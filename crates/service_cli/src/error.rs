//! Error types for the lattice CLI.

use pricer_lattice::LatticeError;
use thiserror::Error;

use crate::config::ConfigError;

/// CLI error type
#[derive(Debug, Error)]
pub enum CliError {
    /// Configuration error
    #[error("Configuration error: {0}")]
    Config(#[from] ConfigError),

    /// Valuation failed
    #[error("Pricing error: {0}")]
    Pricing(#[from] LatticeError),

    /// Invalid command-line argument
    #[error("Invalid argument: {0}")]
    InvalidArgument(String),

    /// Output could not be serialised
    #[error("Serialisation error: {0}")]
    Serialisation(String),
}

impl CliError {
    /// Create an invalid argument error
    pub fn invalid_argument(msg: impl Into<String>) -> Self {
        Self::InvalidArgument(msg.into())
    }
}

impl From<serde_json::Error> for CliError {
    fn from(err: serde_json::Error) -> Self {
        Self::Serialisation(err.to_string())
    }
}

impl From<toml::ser::Error> for CliError {
    fn from(err: toml::ser::Error) -> Self {
        Self::Serialisation(err.to_string())
    }
}

/// Result type for CLI operations
pub type Result<T> = std::result::Result<T, CliError>;
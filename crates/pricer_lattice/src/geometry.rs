//! Asset-price nodes of a recombining binomial lattice.
//!
//! Node `j` of layer `i` (0-indexed, lowest to highest) carries the price
//! `S0 * u^j * d^(i - j)`. A layer therefore holds `i + 1` prices,
//! increasing in `j` whenever `u > d`.
//!
//! Two evaluation strategies are provided and agree to floating-point
//! tolerance:
//! - [`GeometryStrategy::Incremental`]: start from `S0 * d^i` and multiply
//!   by `u / d` once per node
//! - [`GeometryStrategy::Direct`]: evaluate `S0 * d^(i - j) * u^j` per node
//!
//! Pathological inputs (e.g. `u^N` overflowing) yield `Inf`/`NaN` here;
//! detection is the engine's job.

use num_traits::Float;

/// How node prices within a layer are evaluated.
#[derive(Debug, Clone, Copy, PartialEq, Eq, Hash, Default)]
pub enum GeometryStrategy {
    /// Repeated multiplication by `u / d`.
    #[default]
    Incremental,
    /// Independent exponentiation per node.
    Direct,
}

/// Price of node `node` in layer `layer`.
///
/// # Examples
/// ```
/// use pricer_lattice::geometry::node_price;
///
/// let s = node_price(100.0_f64, 1.1, 1.0 / 1.1, 3, 3);
/// assert!((s - 133.1).abs() < 1e-10);
/// ```
#[inline]
pub fn node_price<T: Float>(spot: T, up: T, down: T, layer: usize, node: usize) -> T {
    debug_assert!(node <= layer);
    spot * down.powi((layer - node) as i32) * up.powi(node as i32)
}

/// Writes the `layer + 1` node prices of `layer` into `out`, reusing its
/// allocation.
pub fn fill_node_prices<T: Float>(
    spot: T,
    up: T,
    down: T,
    layer: usize,
    strategy: GeometryStrategy,
    out: &mut Vec<T>,
) {
    out.clear();
    match strategy {
        GeometryStrategy::Incremental => {
            let ratio = up / down;
            let mut price = spot * down.powi(layer as i32);
            for _ in 0..=layer {
                out.push(price);
                price = price * ratio;
            }
        }
        GeometryStrategy::Direct => {
            out.extend((0..=layer).map(|j| node_price(spot, up, down, layer, j)));
        }
    }
}

/// Ordered node prices of `layer` (length `layer + 1`).
///
/// # Examples
/// ```
/// use pricer_lattice::geometry::{node_prices, GeometryStrategy};
///
/// let layer = node_prices(100.0_f64, 1.1, 1.0 / 1.1, 2, GeometryStrategy::Direct);
/// assert_eq!(layer.len(), 3);
/// assert!((layer[1] - 100.0).abs() < 1e-12);
/// ```
pub fn node_prices<T: Float>(
    spot: T,
    up: T,
    down: T,
    layer: usize,
    strategy: GeometryStrategy,
) -> Vec<T> {
    let mut out = Vec::with_capacity(layer + 1);
    fill_node_prices(spot, up, down, layer, strategy, &mut out);
    out
}
use std::{env, str::FromStr, time::Duration};

#[derive(Debug, Clone)]
pub struct PlaybackConfig {
    /// Pause between two target broadcasts.
    pub target_interval: Duration,
    /// How long the target keeps being broadcast after a start.
    pub target_duration: Duration,
    /// Delay of the first timeline sample when a target is broadcast as well.
    pub lead_in: Duration,
    pub mailbox_size: usize,
}

impl Default for PlaybackConfig {
    fn default() -> Self {
        Self {
            target_interval: Duration::from_millis(1000),
            target_duration: Duration::from_millis(60_000),
            lead_in: Duration::from_millis(1500),
            mailbox_size: 32,
        }
    }
}

impl PlaybackConfig {
    /// Reads `PLAYBACK_TARGET_INTERVAL_MS`, `PLAYBACK_TARGET_DURATION_MS`,
    /// `PLAYBACK_LEAD_IN_MS` and `PLAYBACK_MAILBOX_SIZE`. Missing or invalid
    /// values keep their defaults.
    pub fn from_env() -> Self {
        let default = Self::default();
        let target_interval_ms: u64 =
            parse_env("PLAYBACK_TARGET_INTERVAL_MS", millis(default.target_interval));
        let target_duration_ms: u64 =
            parse_env("PLAYBACK_TARGET_DURATION_MS", millis(default.target_duration));
        let lead_in_ms: u64 = parse_env("PLAYBACK_LEAD_IN_MS", millis(default.lead_in));
        let mailbox_size: usize = parse_env("PLAYBACK_MAILBOX_SIZE", default.mailbox_size);

        Self {
            // tokio intervals must not be zero
            target_interval: if target_interval_ms == 0 {
                log::warn!("PLAYBACK_TARGET_INTERVAL_MS must be positive, using default");
                default.target_interval
            } else {
                Duration::from_millis(target_interval_ms)
            },
            target_duration: Duration::from_millis(target_duration_ms),
            lead_in: Duration::from_millis(lead_in_ms),
            mailbox_size: mailbox_size.max(1),
        }
    }
}

fn millis(duration: Duration) -> u64 {
    duration.as_millis() as u64
}

fn parse_env<T: FromStr + Copy>(key: &str, default: T) -> T {
    match env::var(key) {
        Ok(value) => value.trim().parse().unwrap_or_else(|_| {
            log::warn!("could not parse {}={:?}, using default", key, value);
            default
        }),
        Err(_) => default,
    }
}
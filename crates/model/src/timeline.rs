use schemars::JsonSchema;
use serde::{Deserialize, Serialize};
use utility::id::Id;

use crate::{route::Segment, Coordinate, ExampleData, DEFAULT_PACE};

/// One scheduled, time-stamped position of a timeline.
#[derive(Debug, Clone, PartialEq, Serialize, Deserialize, JsonSchema)]
#[serde(rename_all = "camelCase")]
pub struct Sample {
    pub segment_id: Id<Segment>,
    pub coordinate: Coordinate,
    pub distance_from_start_m: f64,
    pub timestamp_ms: f64,
    pub speed_mps: f64,
}

impl ExampleData for Sample {
    fn example_data() -> Self {
        Self {
            segment_id: Id::from("seg-whitecauseway"),
            coordinate: Coordinate::new(30.26021, 120.158062),
            distance_from_start_m: 0.0,
            timestamp_ms: 1_735_689_600_000.0,
            speed_mps: 1000.0 / (DEFAULT_PACE * 60.0),
        }
    }
}

#[derive(Debug, Clone, Copy, PartialEq, Serialize, Deserialize, JsonSchema)]
#[serde(rename_all = "camelCase")]
pub struct Summary {
    pub total_distance_km: f64,
    pub estimated_duration_minutes: f64,
    /// Minutes per kilometer.
    pub average_pace: f64,
}

impl Default for Summary {
    fn default() -> Self {
        Self {
            total_distance_km: 0.0,
            estimated_duration_minutes: 0.0,
            average_pace: DEFAULT_PACE,
        }
    }
}

#[derive(Debug, Clone, Default, PartialEq, Serialize, Deserialize, JsonSchema)]
#[serde(rename_all = "camelCase")]
pub struct Timeline {
    pub samples: Vec<Sample>,
    pub summary: Summary,
}

impl ExampleData for Timeline {
    fn example_data() -> Self {
        Self {
            samples: vec![Sample::example_data()],
            summary: Summary::default(),
        }
    }
}

#[cfg(test)]
mod tests {
    use super::*;

    #[test]
    fn empty_timeline_uses_default_pace() {
        let timeline = Timeline::default();
        assert!(timeline.samples.is_empty());
        assert_eq!(timeline.summary.average_pace, DEFAULT_PACE);
    }

    #[test]
    fn sample_serializes_camel_case() {
        let value = serde_json::to_value(Sample::example_data()).unwrap();
        assert_eq!(value["segmentId"], "seg-whitecauseway");
        assert_eq!(value["coordinate"]["latitude"], 30.26021);
        assert!(value.get("distanceFromStartM").is_some());
        assert!(value.get("timestampMs").is_some());
        assert!(value.get("speedMps").is_some());
    }
}
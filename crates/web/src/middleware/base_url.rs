use std::sync::Arc;

use axum::{extract::Request, http::HeaderMap, middleware::Next, response::IntoResponse};

/// Scheme, host and path prefix the client used to reach the server, so links
/// stay valid behind a reverse proxy.
#[derive(Debug, Clone, PartialEq, Eq)]
pub struct BaseUrl {
    proto: String,
    host: String,
    prefix: String,
}

fn header<'a>(headers: &'a HeaderMap, name: &str) -> Option<&'a str> {
    headers.get(name).and_then(|value| value.to_str().ok())
}

impl BaseUrl {
    pub fn from_headers(headers: &HeaderMap) -> Self {
        let proto = header(headers, "x-forwarded-proto").unwrap_or("http");
        let host = header(headers, "x-forwarded-host")
            .or_else(|| header(headers, "host"))
            .unwrap_or("localhost");
        let prefix = header(headers, "x-forwarded-prefix")
            .unwrap_or("")
            .trim_end_matches('/');

        Self {
            proto: proto.to_owned(),
            host: host.to_owned(),
            prefix: prefix.to_owned(),
        }
    }

    pub fn full_url<S: Into<String>>(&self, path: S) -> String {
        format!("{}://{}{}{}", self.proto, self.host, self.prefix, path.into())
    }
}

pub async fn base_url_middleware(mut req: Request, next: Next) -> impl IntoResponse {
    let base_url = BaseUrl::from_headers(req.headers());
    req.extensions_mut().insert(Arc::new(base_url));
    next.run(req).await
}

#[cfg(test)]
mod tests {
    use super::*;

    #[test]
    fn defaults_to_plain_localhost() {
        let base_url = BaseUrl::from_headers(&HeaderMap::new());
        assert_eq!(base_url.full_url("/api/ping"), "http://localhost/api/ping");
    }

    #[test]
    fn forwarded_headers_win() {
        let mut headers = HeaderMap::new();
        headers.insert("host", "10.0.0.2:8080".parse().unwrap());
        headers.insert("x-forwarded-proto", "https".parse().unwrap());
        headers.insert("x-forwarded-host", "mock.example.org".parse().unwrap());
        headers.insert("x-forwarded-prefix", "/sim/".parse().unwrap());
        let base_url = BaseUrl::from_headers(&headers);
        assert_eq!(
            base_url.full_url("/api/v1/simulation/status"),
            "https://mock.example.org/sim/api/v1/simulation/status"
        );
    }
}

☆ ☆ ☆ ☆ ☆

§ **Exercise description**
Using the data above, reproduce exactly the lines between those holding "#[derive(Debug, Clone, Copy, PartialEq, Eq, Hash, Default)]" and "broadcast as well.", inclusive, and no others.

§ **Task solution**
#[derive(Debug, Clone, Copy, PartialEq, Eq, Hash, Default)]
pub enum GeometryStrategy {
    /// Repeated multiplication by `u / d`.
    #[default]
    Incremental,
    /// Independent exponentiation per node.
    Direct,
}

/// Price of node `node` in layer `layer`.
///
/// # Examples
/// ```
/// use pricer_lattice::geometry::node_price;
///
/// let s = node_price(100.0_f64, 1.1, 1.0 / 1.1, 3, 3);
/// assert!((s - 133.1).abs() < 1e-10);
/// ```
#[inline]
pub fn node_price<T: Float>(spot: T, up: T, down: T, layer: usize, node: usize) -> T {
    debug_assert!(node <= layer);
    spot * down.powi((layer - node) as i32) * up.powi(node as i32)
}

/// Writes the `layer + 1` node prices of `layer` into `out`, reusing its
/// allocation.
pub fn fill_node_prices<T: Float>(
    spot: T,
    up: T,
    down: T,
    layer: usize,
    strategy: GeometryStrategy,
    out: &mut Vec<T>,
) {
    out.clear();
    match strategy {
        GeometryStrategy::Incremental => {
            let ratio = up / down;
            let mut price = spot * down.powi(layer as i32);
            for _ in 0..=layer {
                out.push(price);
                price = price * ratio;
            }
        }
        GeometryStrategy::Direct => {
            out.extend((0..=layer).map(|j| node_price(spot, up, down, layer, j)));
        }
    }
}

/// Ordered node prices of `layer` (length `layer + 1`).
///
/// # Examples
/// ```
/// use pricer_lattice::geometry::{node_prices, GeometryStrategy};
///
/// let layer = node_prices(100.0_f64, 1.1, 1.0 / 1.1, 2, GeometryStrategy::Direct);
/// assert_eq!(layer.len(), 3);
/// assert!((layer[1] - 100.0).abs() < 1e-12);
/// ```
pub fn node_prices<T: Float>(
    spot: T,
    up: T,
    down: T,
    layer: usize,
    strategy: GeometryStrategy,
) -> Vec<T> {
    let mut out = Vec::with_capacity(layer + 1);
    fill_node_prices(spot, up, down, layer, strategy, &mut out);
    out
}
use std::{env, str::FromStr, time::Duration};

#[derive(Debug, Clone)]
pub struct PlaybackConfig {
    /// Pause between two target broadcasts.
    pub target_interval: Duration,
    /// How long the target keeps being broadcast after a start.
    pub target_duration: Duration,
    /// Delay of the first timeline sample when a target is broadcast as well.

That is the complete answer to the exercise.